§ **ASSIGNMENT**
When the word "None" appears in a line of the data below, list that line.

= Beginning of Section =

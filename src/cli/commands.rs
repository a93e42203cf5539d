//! Command dispatch: loads settings, wires services and runs one subcommand

use std::io;
use std::path::Path;

use clap::CommandFactory;
use clap_complete::generate;
use tracing::{debug, instrument};

use crate::cli::args::{Cli, Commands, ConfigCommands, Direction, NodePath};
use crate::cli::output;
use crate::cli::{CliError, CliResult};
use crate::config::{global_config_path, SaveFormat, Settings};
use crate::domain::{NodeId, NoteTree};
use crate::infrastructure::di::ServiceContainer;
use crate::tree_traits::TreeNodeConvert;

pub fn execute_command(cli: &Cli) -> CliResult<()> {
    if let Commands::Completion { shell } = &cli.command {
        let mut cmd = Cli::command();
        let name = cmd.get_name().to_string();
        generate(*shell, &mut cmd, name, &mut io::stdout());
        return Ok(());
    }

    let settings = Settings::load(cli.config.as_deref())?;
    let container = ServiceContainer::new(settings);

    match &cli.command {
        Commands::Show { file, at, content } => _show(&container, file, at.as_ref(), *content),
        Commands::Cat { file, path } => _cat(&container, file, path),
        Commands::Convert {
            source,
            target,
            format,
        } => _convert(&container, source, target, *format),
        Commands::Merge {
            base,
            other,
            at,
            output,
        } => _merge(&container, base, other, at.as_ref(), output.as_deref()),
        Commands::Add {
            file,
            name,
            parent,
            content,
        } => _add(&container, file, parent.as_ref(), name, content),
        Commands::Remove { file, path } => _remove(&container, file, path),
        Commands::Move {
            file,
            path,
            direction,
        } => _move(&container, file, path, *direction),
        Commands::Config { command } => _config(&container, command),
        Commands::Completion { .. } => Ok(()),
    }
}

fn resolve(tree: &NoteTree, path: Option<&NodePath>) -> CliResult<NodeId> {
    let Some(path) = path else {
        return Ok(tree.root());
    };
    tree.resolve(path.indices())
        .ok_or_else(|| CliError::InvalidArgs(format!("no note at position {path}")))
}

/// Writes `tree` back in the configured format and reports the path.
fn save(container: &ServiceContainer, tree: &NoteTree, target: &Path) -> CliResult<()> {
    let written = container
        .documents
        .save_as(tree, target, container.settings.save_format)?;
    output::action("Saved", &written.display());
    Ok(())
}

#[instrument(skip(container))]
fn _show(
    container: &ServiceContainer,
    file: &Path,
    at: Option<&NodePath>,
    content: bool,
) -> CliResult<()> {
    let tree = container.documents.load(file)?;
    let tree = match at {
        Some(_) => tree.extract(resolve(&tree, at)?)?,
        None => tree,
    };
    let rendered = if content {
        tree.to_tree_string_with_content()
    } else {
        tree.to_tree_string()
    };
    output::info(&rendered);
    Ok(())
}

#[instrument(skip(container))]
fn _cat(container: &ServiceContainer, file: &Path, path: &NodePath) -> CliResult<()> {
    let tree = container.documents.load(file)?;
    let id = resolve(&tree, Some(path))?;
    let node = tree.node(id)?;
    output::info(&node.content);
    Ok(())
}

#[instrument(skip(container))]
fn _convert(
    container: &ServiceContainer,
    source: &Path,
    target: &Path,
    format: Option<SaveFormat>,
) -> CliResult<()> {
    let tree = container.documents.load(source)?;
    let format = format.unwrap_or(container.settings.save_format);
    debug!("converting {} nodes as {:?}", tree.node_count(), format);
    let written = container.documents.save_as(&tree, target, format)?;
    output::success(&format!(
        "{} -> {} ({} notes)",
        source.display(),
        written.display(),
        tree.node_count()
    ));
    Ok(())
}

#[instrument(skip(container))]
fn _merge(
    container: &ServiceContainer,
    base: &Path,
    other: &Path,
    at: Option<&NodePath>,
    output_path: Option<&Path>,
) -> CliResult<()> {
    let mut tree = container.documents.load(base)?;
    let source = container.documents.load(other)?;
    let target = resolve(&tree, at)?;

    let added = tree.merge(target, &source, source.root())?;
    output::detail(&format!("merged {} top-level notes", added.len()));

    save(container, &tree, output_path.unwrap_or(base))
}

#[instrument(skip(container, content))]
fn _add(
    container: &ServiceContainer,
    file: &Path,
    parent: Option<&NodePath>,
    name: &str,
    content: &str,
) -> CliResult<()> {
    let mut tree = container.documents.load(file)?;
    let parent = resolve(&tree, parent)?;
    let id = tree.add_node(parent, name, content)?;
    if let Ok(path) = tree.path_of(id) {
        output::detail(&format!("added '{}' at {}", name, NodePath(path)));
    }
    save(container, &tree, file)
}

#[instrument(skip(container))]
fn _remove(container: &ServiceContainer, file: &Path, path: &NodePath) -> CliResult<()> {
    if path.is_root() {
        return Err(CliError::Usage("the root note cannot be removed".into()));
    }
    let mut tree = container.documents.load(file)?;
    let id = resolve(&tree, Some(path))?;
    tree.remove_node(id)?;
    save(container, &tree, file)
}

#[instrument(skip(container))]
fn _move(
    container: &ServiceContainer,
    file: &Path,
    path: &NodePath,
    direction: Direction,
) -> CliResult<()> {
    let mut tree = container.documents.load(file)?;
    let id = resolve(&tree, Some(path))?;

    let moved = match direction {
        Direction::Up => tree.move_up(id),
        Direction::Down => tree.move_down(id),
        Direction::Indent => tree.indent(id),
        Direction::Outdent => tree.outdent(id),
    }?;

    if !moved {
        output::warning(&format!("note at {path} cannot move {direction:?}; nothing changed"));
        return Ok(());
    }
    if let Ok(new_path) = tree.path_of(id) {
        output::detail(&format!("{} -> {}", path, NodePath(new_path)));
    }
    save(container, &tree, file)
}

fn _config(container: &ServiceContainer, command: &ConfigCommands) -> CliResult<()> {
    match command {
        ConfigCommands::Show => {
            output::header("Effective settings");
            output::info(&container.settings.to_toml()?);
        }
        ConfigCommands::Path => match global_config_path() {
            Some(path) => {
                let state = if container.fs.exists(&path) {
                    "exists"
                } else {
                    "not found"
                };
                output::info(&format!("{} ({})", path.display(), state));
            }
            None => output::warning("no config directory for this platform"),
        },
    }
    Ok(())
}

= End of Section =

§ **FINISHED EXERCISE**
        None => tree,
            None => output::warning("no config directory for this platform"),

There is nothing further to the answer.